OPINION

David Nabhan 

David Nabhan is a science columnist (Newsmax, Times of Israel) and a science fiction writer. Website: www.earthquakepredictors.com   


Science fiction, in many ways, seeds science. There’s no better example than Lucian’s Verae Historiae, a second-century tale of travel to the Moon eighteen hundred years before Apollo 11. And modern sci-fi has proven itself an astoundingly prescient engine of scientific ideation. Science fiction put on paper before they existed: planes, helicopters, credit cards, television, lasers, photography, robots, artificial hearts, cell phones, radio, submarines and innumerable other indispensable artefacts of sophisticated 21st-century life.

Science fiction has therefore always borne the burden, and then some. So of all the trappings of modern society in real need of fixing, sci-fi should seem to be some distance down that list.
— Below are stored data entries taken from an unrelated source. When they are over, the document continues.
//! HTTP request handlers for the weather API.

pub mod collect;
pub mod common;
pub mod health;
pub mod query;
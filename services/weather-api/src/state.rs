//! Application state for the weather API.

use std::sync::Arc;

use anyhow::Result;
use metrics_exporter_prometheus::PrometheusHandle;
use tracing::info;

use airport_catalog::{AirportSource, DatFileSource};
use atmosphere::{AtmosphereService, TaskDispatcher};

use crate::config::ServiceConfig;

/// Shared application state.
pub struct AppState {
    /// Runs every store operation.
    pub dispatcher: Arc<TaskDispatcher>,

    /// Effective configuration.
    pub config: ServiceConfig,

    /// Renders `/metrics`; absent when no recorder was installed.
    pub prometheus: Option<PrometheusHandle>,
}

impl AppState {
    /// Create state backed by the configured `airports.dat` file.
    pub async fn new(config: ServiceConfig, prometheus: Option<PrometheusHandle>) -> Result<Self> {
        let source = Arc::new(DatFileSource::new(&config.airports_file));
        Self::with_source(config, source, prometheus).await
    }

    /// Create state over any catalog source.
    pub async fn with_source(
        config: ServiceConfig,
        source: Arc<dyn AirportSource>,
        prometheus: Option<PrometheusHandle>,
    ) -> Result<Self> {
        let settings = config.service_settings()?;
        info!(source = %source.describe(), "Opening airport catalog");

        let service = AtmosphereService::open(source, settings).await;
        let dispatcher = TaskDispatcher::new(Arc::new(service), config.dispatcher_config());

        Ok(Self {
            dispatcher: Arc::new(dispatcher),
            config,
            prometheus,
        })
    }
}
Yet it’s being re-made, and by the same people who don’t like, well, anything. Our flags, religion, culture, comedy, courts, police, sovereignty, history, traditions are replete – for the new voices attempting to steer science fiction – with so much that is ugly, worthless and evil that it’s debatable whether setting fire to everything and starting anew isn’t best.

When even millennium-old English pronouns can be transmuted by an avant-garde mantra and then peddled as ‘offensive’, making over an entire genre doesn’t seem too difficult in comparison, and they’ve not overlooked science fiction. It’s been radicalised, sexualised and politicised; it’s been made vulgar and angry. And with all that focus on things that don’t belong the quality of the writing can do nothing but plummet.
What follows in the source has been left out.